» **What the task asks**
Using the data below, copy out all lines with the word "Free".

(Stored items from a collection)

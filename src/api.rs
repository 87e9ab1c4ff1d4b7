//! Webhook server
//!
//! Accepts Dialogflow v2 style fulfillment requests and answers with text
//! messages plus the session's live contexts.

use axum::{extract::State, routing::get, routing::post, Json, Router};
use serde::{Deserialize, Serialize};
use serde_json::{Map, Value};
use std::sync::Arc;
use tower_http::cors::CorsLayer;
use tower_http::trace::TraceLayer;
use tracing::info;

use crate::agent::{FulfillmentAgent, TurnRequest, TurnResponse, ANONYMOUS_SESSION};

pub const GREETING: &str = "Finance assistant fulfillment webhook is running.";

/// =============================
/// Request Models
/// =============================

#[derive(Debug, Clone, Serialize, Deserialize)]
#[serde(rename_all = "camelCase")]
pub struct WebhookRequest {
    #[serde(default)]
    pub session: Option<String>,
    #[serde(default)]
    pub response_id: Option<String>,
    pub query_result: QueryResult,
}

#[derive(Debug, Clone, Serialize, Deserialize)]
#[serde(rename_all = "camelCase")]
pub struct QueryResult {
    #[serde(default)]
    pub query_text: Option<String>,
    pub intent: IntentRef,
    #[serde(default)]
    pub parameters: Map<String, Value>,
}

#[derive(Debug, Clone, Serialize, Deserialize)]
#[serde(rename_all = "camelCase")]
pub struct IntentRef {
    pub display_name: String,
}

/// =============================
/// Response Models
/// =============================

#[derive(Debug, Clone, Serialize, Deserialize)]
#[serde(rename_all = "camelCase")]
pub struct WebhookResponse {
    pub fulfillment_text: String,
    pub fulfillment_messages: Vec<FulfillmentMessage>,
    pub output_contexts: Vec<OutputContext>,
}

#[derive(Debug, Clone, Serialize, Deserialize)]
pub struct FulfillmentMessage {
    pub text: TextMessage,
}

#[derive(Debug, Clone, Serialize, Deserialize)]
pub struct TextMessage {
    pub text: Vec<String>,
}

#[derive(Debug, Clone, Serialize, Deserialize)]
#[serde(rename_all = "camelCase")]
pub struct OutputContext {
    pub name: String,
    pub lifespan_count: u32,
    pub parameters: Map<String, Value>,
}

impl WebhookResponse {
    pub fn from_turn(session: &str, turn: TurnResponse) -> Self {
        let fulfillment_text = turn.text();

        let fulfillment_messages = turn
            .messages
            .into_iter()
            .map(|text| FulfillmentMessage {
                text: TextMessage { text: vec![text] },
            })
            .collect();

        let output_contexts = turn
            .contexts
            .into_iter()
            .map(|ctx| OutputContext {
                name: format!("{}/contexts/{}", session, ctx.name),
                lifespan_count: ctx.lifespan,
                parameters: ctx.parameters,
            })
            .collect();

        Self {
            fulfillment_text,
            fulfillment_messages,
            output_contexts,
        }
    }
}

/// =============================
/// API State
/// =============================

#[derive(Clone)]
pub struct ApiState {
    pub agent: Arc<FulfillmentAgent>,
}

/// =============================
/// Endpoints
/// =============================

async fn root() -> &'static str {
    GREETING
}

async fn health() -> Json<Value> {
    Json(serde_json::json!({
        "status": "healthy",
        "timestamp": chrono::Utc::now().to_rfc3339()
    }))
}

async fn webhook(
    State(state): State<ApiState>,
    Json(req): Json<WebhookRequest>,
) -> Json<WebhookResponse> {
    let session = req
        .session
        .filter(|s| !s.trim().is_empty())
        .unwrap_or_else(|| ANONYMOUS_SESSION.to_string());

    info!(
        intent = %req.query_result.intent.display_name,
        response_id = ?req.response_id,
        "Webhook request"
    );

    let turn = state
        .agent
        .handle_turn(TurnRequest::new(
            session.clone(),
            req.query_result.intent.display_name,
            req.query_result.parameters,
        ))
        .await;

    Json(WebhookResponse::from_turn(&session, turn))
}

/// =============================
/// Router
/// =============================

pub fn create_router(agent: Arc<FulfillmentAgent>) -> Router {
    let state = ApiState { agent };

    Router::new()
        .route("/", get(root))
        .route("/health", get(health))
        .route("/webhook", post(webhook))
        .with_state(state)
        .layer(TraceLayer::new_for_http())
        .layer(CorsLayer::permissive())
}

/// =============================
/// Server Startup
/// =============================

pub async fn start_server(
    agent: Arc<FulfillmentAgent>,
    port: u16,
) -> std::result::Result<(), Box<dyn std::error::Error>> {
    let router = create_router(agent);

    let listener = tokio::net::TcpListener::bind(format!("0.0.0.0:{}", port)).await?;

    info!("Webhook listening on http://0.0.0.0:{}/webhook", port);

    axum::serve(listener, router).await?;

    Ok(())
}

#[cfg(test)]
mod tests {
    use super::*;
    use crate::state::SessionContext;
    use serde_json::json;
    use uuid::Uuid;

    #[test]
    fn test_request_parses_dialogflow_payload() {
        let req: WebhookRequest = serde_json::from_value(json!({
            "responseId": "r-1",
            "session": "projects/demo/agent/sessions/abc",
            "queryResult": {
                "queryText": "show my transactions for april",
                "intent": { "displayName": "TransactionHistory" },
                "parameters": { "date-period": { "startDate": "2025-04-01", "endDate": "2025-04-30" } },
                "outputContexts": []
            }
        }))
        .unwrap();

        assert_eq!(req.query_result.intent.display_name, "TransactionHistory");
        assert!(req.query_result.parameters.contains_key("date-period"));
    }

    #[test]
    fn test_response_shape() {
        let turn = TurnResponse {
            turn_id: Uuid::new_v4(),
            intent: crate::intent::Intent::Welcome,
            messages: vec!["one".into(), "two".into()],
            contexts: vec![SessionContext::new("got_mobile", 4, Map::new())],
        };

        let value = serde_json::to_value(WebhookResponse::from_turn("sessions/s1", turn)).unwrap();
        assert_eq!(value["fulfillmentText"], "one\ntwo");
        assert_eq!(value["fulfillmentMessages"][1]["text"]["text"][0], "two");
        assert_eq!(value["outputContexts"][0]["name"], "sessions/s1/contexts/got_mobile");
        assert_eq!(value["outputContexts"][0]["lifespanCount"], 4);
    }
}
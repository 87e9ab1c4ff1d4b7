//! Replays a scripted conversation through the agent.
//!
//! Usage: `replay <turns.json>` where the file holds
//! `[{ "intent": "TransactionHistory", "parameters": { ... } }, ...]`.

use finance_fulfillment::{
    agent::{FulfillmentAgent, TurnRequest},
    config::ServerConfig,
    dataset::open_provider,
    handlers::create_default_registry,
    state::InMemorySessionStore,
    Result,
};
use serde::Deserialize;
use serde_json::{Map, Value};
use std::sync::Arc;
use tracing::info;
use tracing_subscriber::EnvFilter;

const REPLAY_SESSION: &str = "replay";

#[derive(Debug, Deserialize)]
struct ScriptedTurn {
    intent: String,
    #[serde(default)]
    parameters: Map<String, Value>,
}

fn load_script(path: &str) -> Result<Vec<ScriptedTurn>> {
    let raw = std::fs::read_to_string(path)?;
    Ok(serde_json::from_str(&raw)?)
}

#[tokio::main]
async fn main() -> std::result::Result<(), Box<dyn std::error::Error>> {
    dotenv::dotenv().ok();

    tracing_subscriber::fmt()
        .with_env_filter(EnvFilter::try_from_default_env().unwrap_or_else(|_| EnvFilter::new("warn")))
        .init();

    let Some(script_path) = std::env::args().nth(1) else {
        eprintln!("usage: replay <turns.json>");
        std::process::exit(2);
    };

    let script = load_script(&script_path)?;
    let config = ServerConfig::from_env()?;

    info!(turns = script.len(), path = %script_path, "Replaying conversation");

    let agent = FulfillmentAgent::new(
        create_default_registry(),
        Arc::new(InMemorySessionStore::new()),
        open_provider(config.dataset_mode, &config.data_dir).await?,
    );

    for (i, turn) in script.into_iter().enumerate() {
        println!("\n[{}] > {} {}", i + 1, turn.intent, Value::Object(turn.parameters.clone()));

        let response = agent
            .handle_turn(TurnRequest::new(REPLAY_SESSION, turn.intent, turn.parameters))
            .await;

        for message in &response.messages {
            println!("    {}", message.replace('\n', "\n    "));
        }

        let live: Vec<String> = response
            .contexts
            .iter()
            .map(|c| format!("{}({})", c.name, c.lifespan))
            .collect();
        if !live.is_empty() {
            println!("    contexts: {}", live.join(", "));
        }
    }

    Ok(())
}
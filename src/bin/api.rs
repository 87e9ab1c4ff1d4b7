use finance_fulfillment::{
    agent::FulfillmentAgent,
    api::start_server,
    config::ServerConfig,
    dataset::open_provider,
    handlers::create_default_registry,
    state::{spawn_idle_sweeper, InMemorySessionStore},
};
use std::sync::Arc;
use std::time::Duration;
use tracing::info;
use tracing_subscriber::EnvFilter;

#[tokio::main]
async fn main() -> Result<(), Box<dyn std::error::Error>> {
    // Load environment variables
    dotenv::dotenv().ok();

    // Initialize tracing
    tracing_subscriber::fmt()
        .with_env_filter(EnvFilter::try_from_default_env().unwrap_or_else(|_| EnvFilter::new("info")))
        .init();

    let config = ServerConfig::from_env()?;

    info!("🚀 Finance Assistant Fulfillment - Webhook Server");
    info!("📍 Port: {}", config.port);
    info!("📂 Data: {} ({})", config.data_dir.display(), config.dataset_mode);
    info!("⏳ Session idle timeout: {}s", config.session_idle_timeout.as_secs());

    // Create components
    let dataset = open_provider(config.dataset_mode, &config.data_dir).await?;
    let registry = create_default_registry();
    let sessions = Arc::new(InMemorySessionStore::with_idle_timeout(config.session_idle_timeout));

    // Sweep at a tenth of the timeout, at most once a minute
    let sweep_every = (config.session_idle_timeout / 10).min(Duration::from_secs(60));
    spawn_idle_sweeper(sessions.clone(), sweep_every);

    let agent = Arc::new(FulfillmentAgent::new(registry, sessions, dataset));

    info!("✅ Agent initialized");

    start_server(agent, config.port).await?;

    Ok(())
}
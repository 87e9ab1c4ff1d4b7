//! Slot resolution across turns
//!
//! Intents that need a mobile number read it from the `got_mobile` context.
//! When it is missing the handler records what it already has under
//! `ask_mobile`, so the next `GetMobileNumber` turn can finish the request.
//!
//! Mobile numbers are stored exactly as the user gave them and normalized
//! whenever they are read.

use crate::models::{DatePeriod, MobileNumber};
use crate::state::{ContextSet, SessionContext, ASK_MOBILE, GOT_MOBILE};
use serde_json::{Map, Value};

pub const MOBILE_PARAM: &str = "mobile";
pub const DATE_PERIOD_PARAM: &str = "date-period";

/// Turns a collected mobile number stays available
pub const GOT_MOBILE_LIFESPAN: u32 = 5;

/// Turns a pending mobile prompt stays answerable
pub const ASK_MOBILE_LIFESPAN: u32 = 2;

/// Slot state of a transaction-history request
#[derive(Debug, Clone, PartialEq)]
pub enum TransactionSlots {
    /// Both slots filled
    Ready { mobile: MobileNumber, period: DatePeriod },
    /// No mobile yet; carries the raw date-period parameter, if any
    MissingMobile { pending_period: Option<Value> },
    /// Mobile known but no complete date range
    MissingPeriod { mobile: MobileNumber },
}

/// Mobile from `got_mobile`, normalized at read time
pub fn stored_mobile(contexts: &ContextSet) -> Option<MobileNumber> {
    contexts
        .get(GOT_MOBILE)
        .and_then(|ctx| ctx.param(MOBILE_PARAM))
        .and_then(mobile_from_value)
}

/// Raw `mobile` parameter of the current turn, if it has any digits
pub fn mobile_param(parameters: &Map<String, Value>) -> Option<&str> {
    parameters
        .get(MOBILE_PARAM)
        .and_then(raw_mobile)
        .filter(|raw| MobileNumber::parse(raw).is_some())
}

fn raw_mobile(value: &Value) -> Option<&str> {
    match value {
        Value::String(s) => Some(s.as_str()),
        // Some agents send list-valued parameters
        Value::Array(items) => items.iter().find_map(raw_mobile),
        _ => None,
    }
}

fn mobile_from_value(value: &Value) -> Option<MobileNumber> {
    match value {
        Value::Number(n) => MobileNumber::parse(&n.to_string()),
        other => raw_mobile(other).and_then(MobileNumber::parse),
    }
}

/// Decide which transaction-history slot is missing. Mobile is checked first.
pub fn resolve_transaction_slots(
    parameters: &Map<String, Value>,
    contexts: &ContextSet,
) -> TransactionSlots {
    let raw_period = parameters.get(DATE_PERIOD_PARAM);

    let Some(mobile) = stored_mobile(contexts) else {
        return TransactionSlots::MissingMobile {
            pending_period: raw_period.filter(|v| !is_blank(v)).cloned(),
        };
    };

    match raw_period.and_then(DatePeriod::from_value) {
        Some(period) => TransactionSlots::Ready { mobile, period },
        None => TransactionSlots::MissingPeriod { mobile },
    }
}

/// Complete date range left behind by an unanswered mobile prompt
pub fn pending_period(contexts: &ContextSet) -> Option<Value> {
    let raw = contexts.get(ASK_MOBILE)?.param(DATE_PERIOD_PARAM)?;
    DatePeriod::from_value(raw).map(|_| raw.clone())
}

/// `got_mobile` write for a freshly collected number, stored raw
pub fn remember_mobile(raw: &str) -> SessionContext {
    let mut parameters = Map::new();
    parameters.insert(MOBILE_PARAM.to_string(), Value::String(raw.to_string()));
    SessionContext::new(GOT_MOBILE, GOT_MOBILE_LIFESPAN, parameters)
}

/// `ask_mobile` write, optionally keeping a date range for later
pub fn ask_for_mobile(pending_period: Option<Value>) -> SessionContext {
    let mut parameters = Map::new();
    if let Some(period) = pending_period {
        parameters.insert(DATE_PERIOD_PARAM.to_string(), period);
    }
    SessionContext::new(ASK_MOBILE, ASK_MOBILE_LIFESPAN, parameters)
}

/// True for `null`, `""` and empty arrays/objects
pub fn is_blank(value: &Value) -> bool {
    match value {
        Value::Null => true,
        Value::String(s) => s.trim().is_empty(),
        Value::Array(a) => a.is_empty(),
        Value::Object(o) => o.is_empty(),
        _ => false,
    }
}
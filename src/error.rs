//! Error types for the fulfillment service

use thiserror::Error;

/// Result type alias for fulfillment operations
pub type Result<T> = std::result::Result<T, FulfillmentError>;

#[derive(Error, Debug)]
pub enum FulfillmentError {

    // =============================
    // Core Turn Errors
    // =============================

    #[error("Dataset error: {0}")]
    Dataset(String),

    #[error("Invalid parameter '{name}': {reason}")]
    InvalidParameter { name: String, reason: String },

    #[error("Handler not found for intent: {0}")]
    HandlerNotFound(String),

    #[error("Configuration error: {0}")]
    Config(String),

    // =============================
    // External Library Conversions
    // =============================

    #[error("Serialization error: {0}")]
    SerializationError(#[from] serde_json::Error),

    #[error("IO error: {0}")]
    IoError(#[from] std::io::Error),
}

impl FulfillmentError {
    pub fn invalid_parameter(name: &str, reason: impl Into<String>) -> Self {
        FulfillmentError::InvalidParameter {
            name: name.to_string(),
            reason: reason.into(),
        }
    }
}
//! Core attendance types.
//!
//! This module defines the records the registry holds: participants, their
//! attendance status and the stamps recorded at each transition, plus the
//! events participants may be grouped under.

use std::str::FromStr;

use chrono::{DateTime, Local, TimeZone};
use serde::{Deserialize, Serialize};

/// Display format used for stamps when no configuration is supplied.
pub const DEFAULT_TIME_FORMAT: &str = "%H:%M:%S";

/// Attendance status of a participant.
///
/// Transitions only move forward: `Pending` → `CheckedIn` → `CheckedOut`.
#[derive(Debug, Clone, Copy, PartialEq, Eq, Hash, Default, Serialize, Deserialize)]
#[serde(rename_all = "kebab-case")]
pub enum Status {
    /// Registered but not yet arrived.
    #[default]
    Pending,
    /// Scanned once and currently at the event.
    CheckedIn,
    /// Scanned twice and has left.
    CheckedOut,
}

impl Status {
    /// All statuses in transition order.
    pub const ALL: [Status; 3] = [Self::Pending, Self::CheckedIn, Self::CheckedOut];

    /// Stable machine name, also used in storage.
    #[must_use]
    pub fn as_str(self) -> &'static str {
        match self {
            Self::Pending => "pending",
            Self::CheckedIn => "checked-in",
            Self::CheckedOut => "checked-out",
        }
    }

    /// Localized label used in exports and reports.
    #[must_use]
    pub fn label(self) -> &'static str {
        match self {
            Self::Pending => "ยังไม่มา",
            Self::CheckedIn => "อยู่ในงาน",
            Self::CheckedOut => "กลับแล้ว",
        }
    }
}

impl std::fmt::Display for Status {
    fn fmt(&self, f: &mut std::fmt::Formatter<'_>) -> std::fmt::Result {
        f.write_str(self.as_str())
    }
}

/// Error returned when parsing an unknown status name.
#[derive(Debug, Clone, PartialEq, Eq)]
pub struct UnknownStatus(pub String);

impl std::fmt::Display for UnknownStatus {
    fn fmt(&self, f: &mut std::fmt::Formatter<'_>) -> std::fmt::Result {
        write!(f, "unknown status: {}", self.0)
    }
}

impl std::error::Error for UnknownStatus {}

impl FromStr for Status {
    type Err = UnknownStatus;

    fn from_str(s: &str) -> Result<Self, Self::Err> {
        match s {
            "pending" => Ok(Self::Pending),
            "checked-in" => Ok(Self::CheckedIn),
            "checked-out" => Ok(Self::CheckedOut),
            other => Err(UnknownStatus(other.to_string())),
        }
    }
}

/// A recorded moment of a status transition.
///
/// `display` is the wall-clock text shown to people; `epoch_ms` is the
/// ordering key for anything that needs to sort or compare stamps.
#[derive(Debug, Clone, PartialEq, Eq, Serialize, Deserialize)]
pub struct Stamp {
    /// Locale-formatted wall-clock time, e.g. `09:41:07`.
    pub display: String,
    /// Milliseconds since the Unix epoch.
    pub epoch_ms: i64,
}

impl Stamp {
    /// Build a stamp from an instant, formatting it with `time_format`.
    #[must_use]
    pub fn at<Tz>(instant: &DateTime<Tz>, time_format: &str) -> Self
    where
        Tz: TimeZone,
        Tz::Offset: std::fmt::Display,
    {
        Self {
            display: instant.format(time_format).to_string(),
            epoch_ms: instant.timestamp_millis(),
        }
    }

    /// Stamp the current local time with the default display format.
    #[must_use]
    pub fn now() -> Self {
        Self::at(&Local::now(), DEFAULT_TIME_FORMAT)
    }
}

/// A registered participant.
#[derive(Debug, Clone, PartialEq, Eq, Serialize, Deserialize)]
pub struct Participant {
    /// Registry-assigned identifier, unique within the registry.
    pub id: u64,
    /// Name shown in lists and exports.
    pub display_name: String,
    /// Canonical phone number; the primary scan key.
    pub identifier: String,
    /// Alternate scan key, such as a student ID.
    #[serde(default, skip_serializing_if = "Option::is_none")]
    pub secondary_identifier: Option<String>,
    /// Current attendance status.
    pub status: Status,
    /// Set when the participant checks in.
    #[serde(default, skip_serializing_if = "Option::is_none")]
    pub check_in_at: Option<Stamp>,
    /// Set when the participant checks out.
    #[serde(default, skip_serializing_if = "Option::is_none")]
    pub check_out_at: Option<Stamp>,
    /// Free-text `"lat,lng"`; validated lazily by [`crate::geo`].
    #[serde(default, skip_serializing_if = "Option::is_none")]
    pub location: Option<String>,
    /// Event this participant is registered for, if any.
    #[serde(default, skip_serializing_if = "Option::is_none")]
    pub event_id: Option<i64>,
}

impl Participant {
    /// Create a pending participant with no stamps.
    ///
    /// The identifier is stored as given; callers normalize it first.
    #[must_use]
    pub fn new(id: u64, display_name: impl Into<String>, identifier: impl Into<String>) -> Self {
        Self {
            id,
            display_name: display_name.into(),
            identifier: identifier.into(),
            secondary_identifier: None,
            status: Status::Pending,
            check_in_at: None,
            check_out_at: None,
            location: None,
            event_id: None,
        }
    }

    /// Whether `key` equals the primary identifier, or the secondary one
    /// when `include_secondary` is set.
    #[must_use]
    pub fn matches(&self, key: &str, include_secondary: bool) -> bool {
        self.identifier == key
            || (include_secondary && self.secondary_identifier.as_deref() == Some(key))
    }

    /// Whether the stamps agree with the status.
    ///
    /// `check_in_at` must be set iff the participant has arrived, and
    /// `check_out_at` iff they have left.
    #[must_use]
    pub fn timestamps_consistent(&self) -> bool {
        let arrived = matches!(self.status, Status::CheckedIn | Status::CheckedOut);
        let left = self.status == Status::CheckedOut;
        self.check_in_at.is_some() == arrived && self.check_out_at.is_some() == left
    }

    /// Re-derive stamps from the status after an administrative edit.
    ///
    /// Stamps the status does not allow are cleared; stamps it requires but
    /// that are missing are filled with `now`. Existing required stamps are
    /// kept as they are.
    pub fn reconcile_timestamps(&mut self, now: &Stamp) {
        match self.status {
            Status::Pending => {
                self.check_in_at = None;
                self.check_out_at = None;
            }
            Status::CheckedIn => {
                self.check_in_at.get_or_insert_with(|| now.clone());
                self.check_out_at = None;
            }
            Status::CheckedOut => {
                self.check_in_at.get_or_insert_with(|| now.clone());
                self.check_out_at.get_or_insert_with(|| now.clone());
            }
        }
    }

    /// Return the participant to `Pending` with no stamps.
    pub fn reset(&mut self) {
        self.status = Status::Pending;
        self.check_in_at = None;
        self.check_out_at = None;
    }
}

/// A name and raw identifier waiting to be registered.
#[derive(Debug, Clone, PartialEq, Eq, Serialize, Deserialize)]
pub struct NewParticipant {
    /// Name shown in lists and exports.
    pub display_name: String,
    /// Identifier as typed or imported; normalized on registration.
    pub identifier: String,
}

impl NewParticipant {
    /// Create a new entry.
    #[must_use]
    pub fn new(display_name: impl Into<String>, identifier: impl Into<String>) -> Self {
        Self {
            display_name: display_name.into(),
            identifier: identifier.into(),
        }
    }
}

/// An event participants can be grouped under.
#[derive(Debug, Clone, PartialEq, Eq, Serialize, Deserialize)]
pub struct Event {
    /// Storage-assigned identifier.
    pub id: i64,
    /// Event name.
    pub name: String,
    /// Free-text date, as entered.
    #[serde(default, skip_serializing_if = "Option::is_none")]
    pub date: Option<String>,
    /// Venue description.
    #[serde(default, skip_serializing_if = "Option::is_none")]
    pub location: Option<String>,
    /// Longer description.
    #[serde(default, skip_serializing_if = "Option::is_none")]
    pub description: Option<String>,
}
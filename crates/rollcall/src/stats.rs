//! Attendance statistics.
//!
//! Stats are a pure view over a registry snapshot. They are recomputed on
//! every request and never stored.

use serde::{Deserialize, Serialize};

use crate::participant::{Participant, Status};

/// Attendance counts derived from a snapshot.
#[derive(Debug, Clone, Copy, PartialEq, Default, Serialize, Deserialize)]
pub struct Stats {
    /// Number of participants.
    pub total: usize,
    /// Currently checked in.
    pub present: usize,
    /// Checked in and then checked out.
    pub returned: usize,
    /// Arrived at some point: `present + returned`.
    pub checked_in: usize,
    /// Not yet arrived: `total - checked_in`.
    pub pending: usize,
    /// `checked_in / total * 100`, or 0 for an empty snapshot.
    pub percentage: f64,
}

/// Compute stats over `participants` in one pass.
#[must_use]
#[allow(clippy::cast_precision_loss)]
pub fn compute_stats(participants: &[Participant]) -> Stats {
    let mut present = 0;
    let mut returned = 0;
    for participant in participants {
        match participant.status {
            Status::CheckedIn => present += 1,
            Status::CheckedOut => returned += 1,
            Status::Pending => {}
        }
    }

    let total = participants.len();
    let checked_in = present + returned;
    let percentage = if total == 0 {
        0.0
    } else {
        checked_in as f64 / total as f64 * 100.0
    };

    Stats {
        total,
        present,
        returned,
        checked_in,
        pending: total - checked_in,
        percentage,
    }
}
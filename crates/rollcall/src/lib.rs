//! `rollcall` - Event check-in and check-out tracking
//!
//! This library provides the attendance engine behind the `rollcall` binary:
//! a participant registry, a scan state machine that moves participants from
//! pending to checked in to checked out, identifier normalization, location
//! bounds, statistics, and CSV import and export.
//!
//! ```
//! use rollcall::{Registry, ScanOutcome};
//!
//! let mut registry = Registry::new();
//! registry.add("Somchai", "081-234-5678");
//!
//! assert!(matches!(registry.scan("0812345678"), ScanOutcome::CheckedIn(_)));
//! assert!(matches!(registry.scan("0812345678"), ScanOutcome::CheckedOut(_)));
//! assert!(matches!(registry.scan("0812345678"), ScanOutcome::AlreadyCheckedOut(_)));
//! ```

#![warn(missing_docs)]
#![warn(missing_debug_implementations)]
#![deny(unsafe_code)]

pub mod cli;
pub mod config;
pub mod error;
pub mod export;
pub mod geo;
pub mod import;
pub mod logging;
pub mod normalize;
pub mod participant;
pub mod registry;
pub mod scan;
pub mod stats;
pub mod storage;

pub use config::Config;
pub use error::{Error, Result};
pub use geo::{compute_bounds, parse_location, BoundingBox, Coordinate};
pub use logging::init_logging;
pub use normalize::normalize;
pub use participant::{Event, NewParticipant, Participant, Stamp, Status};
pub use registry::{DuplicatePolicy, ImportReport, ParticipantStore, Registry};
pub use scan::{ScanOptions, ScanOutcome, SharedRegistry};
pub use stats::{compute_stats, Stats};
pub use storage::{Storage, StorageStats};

» **Expected output**
    /// Free-text `"lat,lng"`; validated lazily by [`crate::geo`].
    /// Free-text date, as entered.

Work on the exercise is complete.